A call to emergency was made when a 3-year-old girl was found floating in a swimming pool at a home in the north side of Pensacola, Florida, on June 13, and luckily, there were two officers who were already responding to a call a few blocks away.
Local police officer Kyle Skipper was the first to arrive at the scene, and he captured on his bodycam, in frightening, nerve-grinding, and all-too-real detail, a rescue episode that played out.
The sequence plays out quickly as he pulls up to the house, shoots across the lawn, and enters the backyard, where the child’s grandmother is already attempting CPR on the limp purple child lying on the patio beside the pool.
The child isn’t breathing.
In a few seconds, two officers—including Robert Lindblom, who arrived seconds after Skipper—try to resuscitate the child as her extremities darken bluish.

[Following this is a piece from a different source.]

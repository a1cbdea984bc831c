pub mod id;

pub use id::ClientId;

“When I saw her take that breath, I really just thought it was a miracle,” he added. “When we arrived on scene I didn’t expect her to recover.”
The officers soon have her flipped over onto her side, into the recovery position, and her mouth swept for vomit with their fingers to ensure her airway is cleared. Then finally, she begins to breath better and move her body. All thanks to some very quick and skillful reactions from the two officers.
Not long after, the Pensacola Fire Department arrive along with Escambia County EMS, and the lucky 3-year-old was transported to the hospital for further care, where a pediatric physician determined that her overall outlook would still take some time to determine.
“[H]owever he stated that without the efforts of the officers at the scene who got the child to start breathing, she would not have survived,” the release said.
“I’ve got a 3-year-old girl, the same age, and a 4-year-old son. Yeah, it hits home,” Officer Skipper told the news outlet.
It’s an emergency straight out of a parent or grandparent’s worst nightmare, and one never really knows how one will react until it happens.
This raw, nerve-grinding footage pulls back the curtain and shows what it’s like for these officers who literally live on the edge facing life-or-death decisions on a daily basis on the job. Thank you for your service!